”Kau pingsan saat kalah dalam bermain pedang kemarin. Syukurlah, kini kau kembali terjaga.”
”Begitukah yang terjadi? Mesti kupanjatkan terima kasihku pada Tuhan yang masih memperkenanku membuka mataku lagi hari ini. Tapi Ibu, kenapa aku merasa sungguh tak nyaman di hati? Apakah Ibu tahu kabar Di-mifa?”
”Ibu dengar dari kakakmu, Pangeran Di-mifa terluka parah dan belum sadar hingga kini. Devito berencana mengajakmu ke Bifet jika kondisimu sudah lebih baik.”
”Aku ingin segera bertemu dengan Di-mifa, Ibu. Aku mau segera melihatnya!”
”Sabarlah, Nak. Kau mesti lebih dulu memulihkan kondisimu sendiri bukan? Berdoalah, semoga kondisi Pangeran Di-mifa segera menjadi baik.”
Pevita bisa memahami kehendak ibunya dan ia bersedia menahan hasratnya yang ingin segera menjumpai kekasihnya. Tiga hari kemudian terdengar berita gembira dari istana kerajaan Bifet. Pangeran Di-mifa telah terjaga dari tidur panjangnya. Pevita buru-buru meminta Devito menemaninya menuju tempat tinggal Di-mifa. Ada sebuah kenyataan pahit yang dialami oleh sang pangeran. Tangan kanannya tinggal sebatas siku saking parahnya luka yang dideritanya dalam pertempuran terakhirnya. Pevita segera memeluk kekasihnya begitu menemuinya sedang berada di serambi kamarnya. Ada perasaan yang beragam, ada tangis keharuan dan senyum kegembiraan di antara mereka berdua.

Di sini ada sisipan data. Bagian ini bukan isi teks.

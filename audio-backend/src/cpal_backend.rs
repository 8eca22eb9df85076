use std::sync::atomic::{AtomicU64, Ordering};
use std::sync::Arc;
use std::thread::{self, JoinHandle};

use arc_swap::ArcSwapOption;
use cpal::traits::{DeviceTrait, HostTrait, StreamTrait};
use cpal::{Device, SampleFormat, StreamConfig};
use crossbeam_channel::{unbounded, Receiver, Sender};

use crate::{AudioBackend, BackendError, DeviceInfo, DeviceInfoProvider, DiagnosticEvent, DiagnosticsCb, RenderFn};

/// Worker-thread-backed CPAL backend.
///
/// The worker owns the device and the `cpal::Stream` (which is not `Send` on
/// every host); this handle talks to it over a control channel. The render
/// function is published through an `ArcSwapOption` so the device callback
/// reads it without locking.
pub struct CpalAudioBackend {
    inner: Arc<CpalBackendInner>,
    ctrl_tx: Sender<CtrlMsg>,
    worker: Option<JoinHandle<()>>,
}

struct Renderer {
    render: RenderFn,
}

struct CpalBackendInner {
    info: DeviceInfo,
    render: ArcSwapOption<Renderer>,
    frames: AtomicU64,
}

enum CtrlMsg {
    Start,
    Stop,
    SetDiagnostics(Option<DiagnosticsCb>),
    Shutdown,
}

impl CpalAudioBackend {
    pub fn new() -> Result<Self, BackendError> {
        let host = cpal::default_host();
        let device = host.default_output_device().ok_or(BackendError::DeviceNotFound)?;

        let mut supported_configs = device
            .supported_output_configs()
            .map_err(|e| BackendError::Other(e.to_string()))?
            .collect::<Vec<_>>();

        // Prefer f32 interleaved stereo; otherwise take whatever the device lists last.
        let chosen = supported_configs
            .iter()
            .rev()
            .find(|c| c.sample_format() == SampleFormat::F32 && c.channels() >= 2)
            .cloned()
            .or_else(|| supported_configs.pop())
            .ok_or_else(|| BackendError::UnsupportedFormat("no supported configs".into()))?;

        let config = chosen.with_max_sample_rate().config();
        let buffer_size = match config.buffer_size {
            cpal::BufferSize::Fixed(n) => n as usize,
            cpal::BufferSize::Default => 0,
        };

        let info = DeviceInfo {
            sample_rate: config.sample_rate.0,
            buffer_size,
            channels: config.channels,
            device_name: device.name().ok(),
        };

        let inner = Arc::new(CpalBackendInner { info, render: ArcSwapOption::empty(), frames: AtomicU64::new(0) });

        let (ctrl_tx, ctrl_rx) = unbounded::<CtrlMsg>();
        let inner_worker = inner.clone();
        let worker = thread::Builder::new()
            .name("audio-device".into())
            .spawn(move || worker_loop(device, config, ctrl_rx, inner_worker))
            .map_err(|e| BackendError::Other(e.to_string()))?;

        Ok(Self { inner, ctrl_tx, worker: Some(worker) })
    }

    fn send(&self, msg: CtrlMsg) -> Result<(), BackendError> {
        self.ctrl_tx.send(msg).map_err(|_| BackendError::Other("ctrl channel closed".into()))
    }
}

fn worker_loop(device: Device, config: StreamConfig, rx: Receiver<CtrlMsg>, inner: Arc<CpalBackendInner>) {
    let mut diagnostics: Option<DiagnosticsCb> = None;
    let mut stream: Option<cpal::Stream> = None;

    while let Ok(msg) = rx.recv() {
        match msg {
            CtrlMsg::Start => {
                if stream.is_some() {
                    continue;
                }
                let inner_cb = inner.clone();
                let channels = config.channels as usize;
                let sample_rate = config.sample_rate.0;

                let diagnostics_err = diagnostics.clone();
                let err_cb = move |err: cpal::StreamError| {
                    tracing::error!(error = %err, "output stream error");
                    if let Some(cb) = &diagnostics_err {
                        let cb = cb.clone();
                        thread::spawn(move || cb(DiagnosticEvent::XRun { count: 1 }));
                    }
                };

                let data_cb = move |data: &mut [f32], _info: &cpal::OutputCallbackInfo| {
                    let frames = data.len() / channels.max(1);
                    match inner_cb.render.load().as_ref() {
                        Some(r) => {
                            let res = std::panic::catch_unwind(std::panic::AssertUnwindSafe(|| {
                                (r.render)(data, sample_rate, frames);
                            }));
                            if res.is_err() {
                                data.fill(0.0);
                            }
                        }
                        None => data.fill(0.0),
                    }
                    inner_cb.frames.fetch_add(frames as u64, Ordering::Relaxed);
                };

                match device.build_output_stream(&config, data_cb, err_cb, None) {
                    Ok(s) => match s.play() {
                        Ok(()) => {
                            tracing::info!(sample_rate, channels, "output stream started");
                            stream = Some(s);
                        }
                        Err(e) => tracing::error!(error = %e, "failed to play stream"),
                    },
                    Err(e) => {
                        tracing::error!(error = %e, "failed to build stream");
                        if let Some(cb) = &diagnostics {
                            let cb = cb.clone();
                            let msg = format!("stream build failed: {}", e);
                            thread::spawn(move || cb(DiagnosticEvent::Other(msg)));
                        }
                    }
                }
            }
            CtrlMsg::Stop => {
                if stream.take().is_some() {
                    tracing::info!("output stream stopped");
                }
            }
            CtrlMsg::SetDiagnostics(cb) => diagnostics = cb,
            CtrlMsg::Shutdown => break,
        }
    }
}

impl Drop for CpalAudioBackend {
    fn drop(&mut self) {
        let _ = self.ctrl_tx.send(CtrlMsg::Shutdown);
        if let Some(worker) = self.worker.take() {
            let _ = worker.join();
        }
    }
}

impl AudioBackend for CpalAudioBackend {
    fn start(&mut self, render: RenderFn) -> Result<(), BackendError> {
        self.inner.render.store(Some(Arc::new(Renderer { render })));
        self.send(CtrlMsg::Start)
    }

    fn stop(&mut self) -> Result<(), BackendError> {
        self.send(CtrlMsg::Stop)?;
        self.inner.render.store(None);
        Ok(())
    }

    fn sample_rate(&self) -> u32 { self.inner.info.sample_rate }
    fn buffer_size(&self) -> usize { self.inner.info.buffer_size }
    fn channels(&self) -> u16 { self.inner.info.channels }
    fn frames_since_start(&self) -> u64 { self.inner.frames.load(Ordering::Relaxed) }
    fn set_diagnostics_callback(&mut self, cb: Option<DiagnosticsCb>) {
        let _ = self.send(CtrlMsg::SetDiagnostics(cb));
    }

    fn as_device_info_provider(&self) -> Option<&dyn DeviceInfoProvider> {
        Some(self)
    }
}

impl DeviceInfoProvider for CpalAudioBackend {
    fn get_device_name(&self) -> Option<&str> {
        self.inner.info.device_name.as_deref()
    }
}
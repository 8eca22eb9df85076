use crate::sfx::{PcmSample, RawSample};
use crate::util::AssetError;

/// Parse a raw sample lump and convert it to `output_rate`.
///
/// Samples already at the output rate are copied as-is; everything else goes
/// through [`resample_u8`].
pub fn decode_for_output(bytes: &[u8], output_rate: u32) -> Result<PcmSample, AssetError> {
    if output_rate == 0 {
        return Err(AssetError::BadSampleRate);
    }
    let raw = RawSample::parse(bytes)?;
    let data = if raw.sample_rate == output_rate {
        raw.samples.to_vec()
    } else {
        resample_u8(raw.samples, raw.sample_rate, output_rate)
    };
    if data.is_empty() {
        return Err(AssetError::Empty);
    }
    Ok(PcmSample { sample_rate: output_rate, data })
}

/// Output length for a `len`-sample buffer converted from `from_rate` to `to_rate`,
/// rounded to nearest.
pub fn resampled_len(len: usize, from_rate: u32, to_rate: u32) -> usize {
    let from = from_rate as u64;
    ((len as u64 * to_rate as u64 + from / 2) / from) as usize
}

/// Linear interpolation resampler for unsigned 8-bit mono data.
///
/// Walks the source with a 16.16 step/remainder accumulator. Each interpolated
/// value is clamped to `0..=255`.
pub fn resample_u8(src: &[u8], from_rate: u32, to_rate: u32) -> Vec<u8> {
    if src.is_empty() || from_rate == 0 || to_rate == 0 {
        return Vec::new();
    }
    if from_rate == to_rate {
        return src.to_vec();
    }

    let out_len = resampled_len(src.len(), from_rate, to_rate);
    let step = ((from_rate as u64) << 16) / to_rate as u64;
    let last = src.len() - 1;

    let mut out = Vec::with_capacity(out_len);
    let mut pos = 0usize;
    let mut remainder = 0u64;
    for _ in 0..out_len {
        let i0 = pos.min(last);
        let i1 = (pos + 1).min(last);
        let s0 = src[i0] as i32;
        let s1 = src[i1] as i32;
        let frac = remainder as i32;
        let v = s0 + (((s1 - s0) * frac) >> 16);
        out.push(v.clamp(0, 255) as u8);

        remainder += step;
        pos += (remainder >> 16) as usize;
        remainder &= 0xffff;
    }
    out
}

Di-mifa merasa sedih tak bisa menyentuh wajah kekasihnya dengan tangan kanannya lagi.
”Yang penting kau masih bisa membelai wajahku,” ujar Pevita berusaha tetap tersenyum, biarpun hatinya sangat trenyuh.
”Hai, kenapa wajahmu Pevita?” kata Di-mifa heran melihat seberkas luka di wajah orang yang dicintainya. Pevita pun mengisahkan peristiwa yang terjadi pada dirinya, yang bersamaan dengan saat Di-mifa terjungkal di ajang peperangan.
”Tapi kau masih mencintaiku bukan?” tanya Pevita.
”Kau masih tetap putri perkasaku yang tercantik di dunia. Lantas bagaimana cintamu padaku? Aku bukan lagi seorang lelaki yang sempurna kini.”